The problem:
A complete, exact copy of the data is the required answer.

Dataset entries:
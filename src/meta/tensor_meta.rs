/*
 * Copyright 2019-2020 Wren Powell
 *
 * Licensed under the Apache License, Version 2.0 (the "License");
 * you may not use this file except in compliance with the License.
 * You may obtain a copy of the License at
 *
 *     http://www.apache.org/licenses/LICENSE-2.0
 *
 * Unless required by applicable law or agreed to in writing, software
 * distributed under the License is distributed on an "AS IS" BASIS,
 * WITHOUT WARRANTIES OR CONDITIONS OF ANY KIND, either express or implied.
 * See the License for the specific language governing permissions and
 * limitations under the License.
 */

use serde::{Deserialize, Serialize};

use crate::error::Error;
use crate::Result;

/// The persisted schema and bookkeeping state of a single tensor.
///
/// Stored as `/<tensor>/tensor_meta.json` (see `dataset_meta.rs` for the
/// sibling catalog file).
#[derive(Debug, Clone, PartialEq, Serialize, Deserialize)]
pub struct TensorMeta {
    pub dtype: String,
    pub length: usize,
    pub min_shape: Vec<usize>,
    pub max_shape: Vec<usize>,
    pub chunk_size: u64,
    pub class_names: Option<Vec<String>>,
    pub compression: Option<String>,
}

impl TensorMeta {
    /// A freshly `create_tensor`'d meta: zero samples, no shape recorded
    /// yet.
    pub fn new(
        dtype: impl Into<String>,
        chunk_size: u64,
        class_names: Option<Vec<String>>,
        compression: Option<String>,
    ) -> Self {
        Self {
            dtype: dtype.into(),
            length: 0,
            min_shape: Vec::new(),
            max_shape: Vec::new(),
            chunk_size,
            class_names,
            compression,
        }
    }

    /// Whether samples of this tensor vary in per-dimension extent.
    pub fn is_dynamic(&self) -> bool {
        self.min_shape != self.max_shape
    }

    /// Validate that `dtype`/`shape` are compatible with this tensor's
    /// declared schema, without mutating it.
    ///
    /// # Errors
    /// - `Error::TensorMetaMismatch` if `dtype` disagrees with `self.dtype`,
    ///   or if `shape`'s rank disagrees with the tensor's established rank.
    pub fn check_compatible(&self, dtype: &str, shape: &[usize]) -> Result<()> {
        if dtype != self.dtype {
            return Err(Error::TensorMetaMismatch {
                field: "dtype",
                expected: self.dtype.clone(),
                got: dtype.to_string(),
            });
        }

        if self.length > 0 && shape.len() != self.min_shape.len() {
            return Err(Error::TensorMetaMismatch {
                field: "min_shape",
                expected: format!("rank {}", self.min_shape.len()),
                got: format!("rank {}", shape.len()),
            });
        }

        Ok(())
    }

    /// Record the addition of one sample of the given `shape`, widening
    /// `min_shape`/`max_shape` and incrementing `length`.
    ///
    /// The first sample ever recorded fixes the tensor's rank; `shape` is
    /// assumed already validated by `check_compatible`.
    pub fn record_sample(&mut self, shape: &[usize]) {
        if self.length == 0 {
            self.min_shape = shape.to_vec();
            self.max_shape = shape.to_vec();
        } else {
            for (axis, &extent) in shape.iter().enumerate() {
                if extent < self.min_shape[axis] {
                    self.min_shape[axis] = extent;
                }
                if extent > self.max_shape[axis] {
                    self.max_shape[axis] = extent;
                }
            }
        }
        self.length += 1;
    }

    pub fn to_json(&self) -> Result<Vec<u8>> {
        serde_json::to_vec_pretty(self).map_err(|error| Error::Serialize(error.to_string()))
    }

    pub fn from_json(bytes: &[u8]) -> Result<Self> {
        serde_json::from_slice(bytes).map_err(|error| Error::Deserialize(error.to_string()))
    }
}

Output of the exercise:
filename src/meta/tensor_meta.rs
/*
 * Copyright 2019-2020 Wren Powell
 *
 * Licensed under the Apache License, Version 2.0 (the "License");
 * you may not use this file except in compliance with the License.
 * You may obtain a copy of the License at
 *
 *     http://www.apache.org/licenses/LICENSE-2.0
 *
 * Unless required by applicable law or agreed to in writing, software
 * distributed under the License is distributed on an "AS IS" BASIS,
 * WITHOUT WARRANTIES OR CONDITIONS OF ANY KIND, either express or implied.
 * See the License for the specific language governing permissions and
 * limitations under the License.
 */

use serde::{Deserialize, Serialize};

use crate::error::Error;
use crate::Result;

/// The persisted schema and bookkeeping state of a single tensor.
///
/// Stored as `/<tensor>/tensor_meta.json` (see `dataset_meta.rs` for the
/// sibling catalog file).
#[derive(Debug, Clone, PartialEq, Serialize, Deserialize)]
pub struct TensorMeta {
    pub dtype: String,
    pub length: usize,
    pub min_shape: Vec<usize>,
    pub max_shape: Vec<usize>,
    pub chunk_size: u64,
    pub class_names: Option<Vec<String>>,
    pub compression: Option<String>,
}

impl TensorMeta {
    /// A freshly `create_tensor`'d meta: zero samples, no shape recorded
    /// yet.
    pub fn new(
        dtype: impl Into<String>,
        chunk_size: u64,
        class_names: Option<Vec<String>>,
        compression: Option<String>,
    ) -> Self {
        Self {
            dtype: dtype.into(),
            length: 0,
            min_shape: Vec::new(),
            max_shape: Vec::new(),
            chunk_size,
            class_names,
            compression,
        }
    }

    /// Whether samples of this tensor vary in per-dimension extent.
    pub fn is_dynamic(&self) -> bool {
        self.min_shape != self.max_shape
    }

    /// Validate that `dtype`/`shape` are compatible with this tensor's
    /// declared schema, without mutating it.
    ///
    /// # Errors
    /// - `Error::TensorMetaMismatch` if `dtype` disagrees with `self.dtype`,
    ///   or if `shape`'s rank disagrees with the tensor's established rank.
    pub fn check_compatible(&self, dtype: &str, shape: &[usize]) -> Result<()> {
        if dtype != self.dtype {
            return Err(Error::TensorMetaMismatch {
                field: "dtype",
                expected: self.dtype.clone(),
                got: dtype.to_string(),
            });
        }

        if self.length > 0 && shape.len() != self.min_shape.len() {
            return Err(Error::TensorMetaMismatch {
                field: "min_shape",
                expected: format!("rank {}", self.min_shape.len()),
                got: format!("rank {}", shape.len()),
            });
        }

        Ok(())
    }

    /// Record the addition of one sample of the given `shape`, widening
    /// `min_shape`/`max_shape` and incrementing `length`.
    ///
    /// The first sample ever recorded fixes the tensor's rank; `shape` is
    /// assumed already validated by `check_compatible`.
    pub fn record_sample(&mut self, shape: &[usize]) {
        if self.length == 0 {
            self.min_shape = shape.to_vec();
            self.max_shape = shape.to_vec();
        } else {
            for (axis, &extent) in shape.iter().enumerate() {
                if extent < self.min_shape[axis] {
                    self.min_shape[axis] = extent;
                }
                if extent > self.max_shape[axis] {
                    self.max_shape[axis] = extent;
                }
            }
        }
        self.length += 1;
    }

    pub fn to_json(&self) -> Result<Vec<u8>> {
        serde_json::to_vec_pretty(self).map_err(|error| Error::Serialize(error.to_string()))
    }

    pub fn from_json(bytes: &[u8]) -> Result<Self> {
        serde_json::from_slice(bytes).map_err(|error| Error::Deserialize(error.to_string()))
    }
}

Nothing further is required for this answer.